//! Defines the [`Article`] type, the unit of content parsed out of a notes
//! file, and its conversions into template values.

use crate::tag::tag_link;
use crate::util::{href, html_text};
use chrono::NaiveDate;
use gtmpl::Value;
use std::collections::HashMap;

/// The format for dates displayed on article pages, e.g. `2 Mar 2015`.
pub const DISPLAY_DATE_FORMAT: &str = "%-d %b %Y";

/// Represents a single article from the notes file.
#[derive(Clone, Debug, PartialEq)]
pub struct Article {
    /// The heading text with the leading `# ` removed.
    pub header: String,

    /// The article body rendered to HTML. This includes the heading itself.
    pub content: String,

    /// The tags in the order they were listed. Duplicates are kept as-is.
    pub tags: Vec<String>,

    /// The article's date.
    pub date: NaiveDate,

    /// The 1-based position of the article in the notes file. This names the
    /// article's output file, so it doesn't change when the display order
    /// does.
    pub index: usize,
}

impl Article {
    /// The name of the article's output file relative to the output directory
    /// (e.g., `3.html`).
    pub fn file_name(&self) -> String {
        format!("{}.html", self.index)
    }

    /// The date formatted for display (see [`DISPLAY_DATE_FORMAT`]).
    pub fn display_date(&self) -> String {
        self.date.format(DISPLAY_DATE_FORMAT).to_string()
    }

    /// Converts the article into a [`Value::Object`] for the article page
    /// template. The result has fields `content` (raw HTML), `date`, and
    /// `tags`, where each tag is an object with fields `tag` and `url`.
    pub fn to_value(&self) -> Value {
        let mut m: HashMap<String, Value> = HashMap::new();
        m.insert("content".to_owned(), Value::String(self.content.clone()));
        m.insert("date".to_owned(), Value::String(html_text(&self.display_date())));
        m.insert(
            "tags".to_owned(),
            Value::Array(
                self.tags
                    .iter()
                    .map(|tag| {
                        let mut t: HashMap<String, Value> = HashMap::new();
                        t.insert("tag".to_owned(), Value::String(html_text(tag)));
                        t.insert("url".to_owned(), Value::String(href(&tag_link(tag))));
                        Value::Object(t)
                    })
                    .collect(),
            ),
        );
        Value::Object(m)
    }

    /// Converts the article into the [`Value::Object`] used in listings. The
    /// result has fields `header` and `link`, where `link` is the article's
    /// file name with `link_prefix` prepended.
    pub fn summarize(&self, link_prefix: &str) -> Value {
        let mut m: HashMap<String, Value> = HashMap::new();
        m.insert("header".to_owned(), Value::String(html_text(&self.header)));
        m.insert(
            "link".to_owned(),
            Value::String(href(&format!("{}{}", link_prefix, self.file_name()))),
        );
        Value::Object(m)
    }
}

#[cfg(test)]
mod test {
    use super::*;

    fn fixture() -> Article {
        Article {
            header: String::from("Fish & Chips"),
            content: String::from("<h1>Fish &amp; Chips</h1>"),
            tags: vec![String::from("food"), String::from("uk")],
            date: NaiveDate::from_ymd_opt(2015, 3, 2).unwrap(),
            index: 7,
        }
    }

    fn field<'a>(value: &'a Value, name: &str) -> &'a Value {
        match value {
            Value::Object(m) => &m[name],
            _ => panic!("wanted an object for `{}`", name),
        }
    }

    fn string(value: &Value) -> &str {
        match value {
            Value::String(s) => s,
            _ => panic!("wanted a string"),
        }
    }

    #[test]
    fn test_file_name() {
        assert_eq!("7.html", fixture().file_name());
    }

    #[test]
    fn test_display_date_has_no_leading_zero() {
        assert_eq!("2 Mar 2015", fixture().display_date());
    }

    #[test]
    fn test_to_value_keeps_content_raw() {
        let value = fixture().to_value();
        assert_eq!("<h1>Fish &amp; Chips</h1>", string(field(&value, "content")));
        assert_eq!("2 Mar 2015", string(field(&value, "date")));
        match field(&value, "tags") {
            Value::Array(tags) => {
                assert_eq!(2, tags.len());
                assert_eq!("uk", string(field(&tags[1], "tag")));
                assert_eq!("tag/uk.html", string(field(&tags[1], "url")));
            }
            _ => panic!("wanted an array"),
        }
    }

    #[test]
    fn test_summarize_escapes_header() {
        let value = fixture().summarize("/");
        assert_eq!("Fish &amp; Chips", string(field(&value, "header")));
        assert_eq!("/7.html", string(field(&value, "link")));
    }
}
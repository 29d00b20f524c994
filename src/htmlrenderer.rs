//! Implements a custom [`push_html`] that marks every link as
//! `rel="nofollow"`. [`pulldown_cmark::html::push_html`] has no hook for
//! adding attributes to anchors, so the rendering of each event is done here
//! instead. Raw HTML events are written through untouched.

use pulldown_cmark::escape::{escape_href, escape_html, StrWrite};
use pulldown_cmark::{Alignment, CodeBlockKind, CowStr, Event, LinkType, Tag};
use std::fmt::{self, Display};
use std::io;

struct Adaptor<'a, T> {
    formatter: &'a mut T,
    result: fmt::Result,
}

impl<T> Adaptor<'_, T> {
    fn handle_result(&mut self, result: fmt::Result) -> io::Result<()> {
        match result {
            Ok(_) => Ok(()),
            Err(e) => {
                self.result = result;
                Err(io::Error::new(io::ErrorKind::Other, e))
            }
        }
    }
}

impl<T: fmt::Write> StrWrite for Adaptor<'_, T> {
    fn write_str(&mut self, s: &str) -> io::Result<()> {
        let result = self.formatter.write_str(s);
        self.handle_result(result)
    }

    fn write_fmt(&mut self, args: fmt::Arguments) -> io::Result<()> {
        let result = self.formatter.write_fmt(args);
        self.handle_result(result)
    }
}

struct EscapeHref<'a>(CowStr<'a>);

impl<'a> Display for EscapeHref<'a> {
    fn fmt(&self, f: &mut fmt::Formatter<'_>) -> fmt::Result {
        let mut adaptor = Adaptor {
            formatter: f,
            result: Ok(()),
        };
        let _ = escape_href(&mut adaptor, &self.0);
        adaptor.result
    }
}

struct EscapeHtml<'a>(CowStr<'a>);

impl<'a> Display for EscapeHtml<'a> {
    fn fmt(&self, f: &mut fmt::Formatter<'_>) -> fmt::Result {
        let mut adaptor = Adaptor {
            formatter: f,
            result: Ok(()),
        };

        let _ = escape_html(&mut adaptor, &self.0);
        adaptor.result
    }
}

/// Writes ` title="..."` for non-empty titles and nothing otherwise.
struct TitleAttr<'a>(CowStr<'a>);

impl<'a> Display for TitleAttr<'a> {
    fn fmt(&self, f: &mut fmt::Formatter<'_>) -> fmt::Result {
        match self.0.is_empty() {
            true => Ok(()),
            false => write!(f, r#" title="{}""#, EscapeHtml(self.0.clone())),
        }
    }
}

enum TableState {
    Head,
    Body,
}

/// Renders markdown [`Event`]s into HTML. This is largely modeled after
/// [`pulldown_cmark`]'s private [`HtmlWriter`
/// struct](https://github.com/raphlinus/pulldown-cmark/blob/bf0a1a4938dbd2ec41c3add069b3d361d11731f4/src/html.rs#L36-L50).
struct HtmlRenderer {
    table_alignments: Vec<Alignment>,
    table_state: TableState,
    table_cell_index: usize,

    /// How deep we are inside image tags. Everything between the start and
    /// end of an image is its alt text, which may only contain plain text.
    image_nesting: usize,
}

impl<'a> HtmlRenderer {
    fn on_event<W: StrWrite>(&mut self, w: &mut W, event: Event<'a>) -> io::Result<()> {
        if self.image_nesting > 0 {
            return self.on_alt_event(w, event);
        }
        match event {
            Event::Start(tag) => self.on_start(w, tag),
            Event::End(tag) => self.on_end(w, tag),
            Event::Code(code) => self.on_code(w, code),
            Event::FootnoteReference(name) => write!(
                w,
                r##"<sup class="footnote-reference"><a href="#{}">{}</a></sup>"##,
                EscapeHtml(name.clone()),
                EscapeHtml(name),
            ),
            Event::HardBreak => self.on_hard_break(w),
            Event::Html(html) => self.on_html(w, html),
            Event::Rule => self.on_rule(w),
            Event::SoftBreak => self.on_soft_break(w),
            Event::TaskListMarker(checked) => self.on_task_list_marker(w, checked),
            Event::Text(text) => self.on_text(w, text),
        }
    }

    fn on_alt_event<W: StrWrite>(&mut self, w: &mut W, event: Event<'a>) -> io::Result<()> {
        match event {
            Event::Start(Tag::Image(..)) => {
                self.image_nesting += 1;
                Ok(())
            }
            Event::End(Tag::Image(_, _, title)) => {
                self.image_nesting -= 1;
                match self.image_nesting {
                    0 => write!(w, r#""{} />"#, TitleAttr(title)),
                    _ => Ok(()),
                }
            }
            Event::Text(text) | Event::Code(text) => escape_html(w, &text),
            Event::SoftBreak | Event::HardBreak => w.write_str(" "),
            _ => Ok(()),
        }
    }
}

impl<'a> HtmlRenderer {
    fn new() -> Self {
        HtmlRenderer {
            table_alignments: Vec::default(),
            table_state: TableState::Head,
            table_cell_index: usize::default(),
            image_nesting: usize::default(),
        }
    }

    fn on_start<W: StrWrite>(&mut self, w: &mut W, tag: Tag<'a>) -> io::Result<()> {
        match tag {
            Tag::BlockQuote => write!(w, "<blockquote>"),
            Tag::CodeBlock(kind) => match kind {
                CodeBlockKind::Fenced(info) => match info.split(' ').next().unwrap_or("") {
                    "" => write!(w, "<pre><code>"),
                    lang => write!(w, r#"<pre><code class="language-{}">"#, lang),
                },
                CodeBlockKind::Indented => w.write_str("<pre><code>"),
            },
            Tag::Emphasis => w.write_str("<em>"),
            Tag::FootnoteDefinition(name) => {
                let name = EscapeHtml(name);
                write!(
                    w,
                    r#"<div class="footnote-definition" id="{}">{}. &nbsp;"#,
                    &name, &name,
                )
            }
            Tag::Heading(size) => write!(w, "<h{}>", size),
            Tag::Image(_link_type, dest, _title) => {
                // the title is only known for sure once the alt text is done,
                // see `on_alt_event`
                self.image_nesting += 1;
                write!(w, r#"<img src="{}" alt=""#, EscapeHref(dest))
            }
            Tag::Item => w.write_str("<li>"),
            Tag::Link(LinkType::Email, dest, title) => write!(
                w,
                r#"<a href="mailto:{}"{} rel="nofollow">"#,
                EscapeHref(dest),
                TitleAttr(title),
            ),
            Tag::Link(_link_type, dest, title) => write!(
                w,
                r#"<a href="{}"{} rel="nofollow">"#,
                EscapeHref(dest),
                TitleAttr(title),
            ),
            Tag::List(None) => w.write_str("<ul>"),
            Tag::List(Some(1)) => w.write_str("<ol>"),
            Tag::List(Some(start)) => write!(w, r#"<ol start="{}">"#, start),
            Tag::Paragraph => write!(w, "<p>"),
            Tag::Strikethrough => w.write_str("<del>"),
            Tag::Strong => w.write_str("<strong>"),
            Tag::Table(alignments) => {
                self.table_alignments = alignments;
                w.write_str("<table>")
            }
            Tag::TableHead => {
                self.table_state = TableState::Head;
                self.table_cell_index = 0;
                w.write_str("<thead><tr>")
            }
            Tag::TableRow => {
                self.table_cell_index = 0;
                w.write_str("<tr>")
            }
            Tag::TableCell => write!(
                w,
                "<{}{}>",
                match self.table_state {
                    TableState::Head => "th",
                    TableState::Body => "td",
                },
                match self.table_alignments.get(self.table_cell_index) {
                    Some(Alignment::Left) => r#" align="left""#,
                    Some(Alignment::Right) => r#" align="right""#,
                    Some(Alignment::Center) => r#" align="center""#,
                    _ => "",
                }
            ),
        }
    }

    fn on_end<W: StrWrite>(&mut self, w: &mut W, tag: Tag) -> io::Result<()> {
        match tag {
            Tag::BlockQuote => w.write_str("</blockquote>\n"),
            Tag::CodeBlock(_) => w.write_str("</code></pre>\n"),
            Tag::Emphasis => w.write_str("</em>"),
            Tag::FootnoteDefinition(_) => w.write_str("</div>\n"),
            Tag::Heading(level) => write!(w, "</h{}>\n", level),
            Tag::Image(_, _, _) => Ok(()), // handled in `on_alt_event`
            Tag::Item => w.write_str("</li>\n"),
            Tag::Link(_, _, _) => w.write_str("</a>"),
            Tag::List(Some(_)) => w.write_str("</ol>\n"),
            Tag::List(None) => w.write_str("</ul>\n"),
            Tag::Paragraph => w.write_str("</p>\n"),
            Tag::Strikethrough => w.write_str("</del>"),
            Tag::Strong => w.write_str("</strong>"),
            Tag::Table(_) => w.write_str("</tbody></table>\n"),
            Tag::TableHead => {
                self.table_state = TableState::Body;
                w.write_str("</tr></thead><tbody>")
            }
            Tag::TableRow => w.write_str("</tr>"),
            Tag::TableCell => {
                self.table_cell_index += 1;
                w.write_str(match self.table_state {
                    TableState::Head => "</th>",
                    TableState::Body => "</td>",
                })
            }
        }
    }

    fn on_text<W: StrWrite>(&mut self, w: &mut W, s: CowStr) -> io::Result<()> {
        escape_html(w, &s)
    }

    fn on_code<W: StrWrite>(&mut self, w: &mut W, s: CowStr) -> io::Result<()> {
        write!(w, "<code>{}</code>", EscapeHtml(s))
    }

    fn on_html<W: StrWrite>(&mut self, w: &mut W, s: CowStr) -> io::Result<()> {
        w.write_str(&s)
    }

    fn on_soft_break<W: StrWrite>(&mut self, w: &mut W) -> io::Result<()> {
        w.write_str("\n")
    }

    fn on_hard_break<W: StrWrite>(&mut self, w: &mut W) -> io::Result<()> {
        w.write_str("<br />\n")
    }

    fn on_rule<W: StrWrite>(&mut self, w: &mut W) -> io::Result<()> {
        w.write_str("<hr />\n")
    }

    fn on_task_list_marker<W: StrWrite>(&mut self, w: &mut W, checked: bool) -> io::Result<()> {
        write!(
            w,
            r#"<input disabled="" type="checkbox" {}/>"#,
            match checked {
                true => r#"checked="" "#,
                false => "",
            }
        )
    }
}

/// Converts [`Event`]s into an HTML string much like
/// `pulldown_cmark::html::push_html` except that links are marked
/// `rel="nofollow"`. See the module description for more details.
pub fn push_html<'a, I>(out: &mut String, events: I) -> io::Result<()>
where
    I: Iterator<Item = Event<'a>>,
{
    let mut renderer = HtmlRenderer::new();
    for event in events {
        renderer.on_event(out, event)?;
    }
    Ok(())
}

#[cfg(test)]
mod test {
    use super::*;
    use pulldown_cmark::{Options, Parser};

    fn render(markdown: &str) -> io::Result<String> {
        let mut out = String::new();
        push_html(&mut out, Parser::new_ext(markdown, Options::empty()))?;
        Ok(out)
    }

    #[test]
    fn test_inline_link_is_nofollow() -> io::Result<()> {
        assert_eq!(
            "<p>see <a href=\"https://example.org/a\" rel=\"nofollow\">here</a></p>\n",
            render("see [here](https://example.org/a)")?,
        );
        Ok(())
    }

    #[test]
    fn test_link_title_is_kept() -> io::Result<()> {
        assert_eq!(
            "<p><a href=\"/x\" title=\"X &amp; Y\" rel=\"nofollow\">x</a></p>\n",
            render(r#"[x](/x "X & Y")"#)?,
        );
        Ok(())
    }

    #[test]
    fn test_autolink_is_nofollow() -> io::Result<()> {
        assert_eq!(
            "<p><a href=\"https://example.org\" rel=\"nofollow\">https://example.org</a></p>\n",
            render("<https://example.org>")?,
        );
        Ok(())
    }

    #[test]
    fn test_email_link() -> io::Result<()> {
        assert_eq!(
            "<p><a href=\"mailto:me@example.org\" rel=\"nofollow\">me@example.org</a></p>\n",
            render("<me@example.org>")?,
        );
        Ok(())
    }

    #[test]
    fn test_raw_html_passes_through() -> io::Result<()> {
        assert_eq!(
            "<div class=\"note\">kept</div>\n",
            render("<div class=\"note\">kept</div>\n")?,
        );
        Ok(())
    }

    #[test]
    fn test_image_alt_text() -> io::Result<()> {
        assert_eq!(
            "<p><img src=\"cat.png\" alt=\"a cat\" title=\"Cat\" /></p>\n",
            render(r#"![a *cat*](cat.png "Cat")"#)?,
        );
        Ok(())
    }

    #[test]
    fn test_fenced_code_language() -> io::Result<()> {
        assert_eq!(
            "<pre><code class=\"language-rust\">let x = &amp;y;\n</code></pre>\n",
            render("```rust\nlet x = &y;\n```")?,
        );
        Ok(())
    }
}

- [TASK TO COMPLETE]:
Copy exactly the lines from the top of the entries through the line with "pub const DISPLAY_DATE_FORMAT: &str" in it, please, keeping both ends and adding nothing.

- [SOLUTION FOR THIS PROBLEM]:
//! Defines the [`Article`] type, the unit of content parsed out of a notes
//! file, and its conversions into template values.

use crate::tag::tag_link;
use crate::util::{href, html_text};
use chrono::NaiveDate;
use gtmpl::Value;
use std::collections::HashMap;

/// The format for dates displayed on article pages, e.g. `2 Mar 2015`.
pub const DISPLAY_DATE_FORMAT: &str = "%-d %b %Y";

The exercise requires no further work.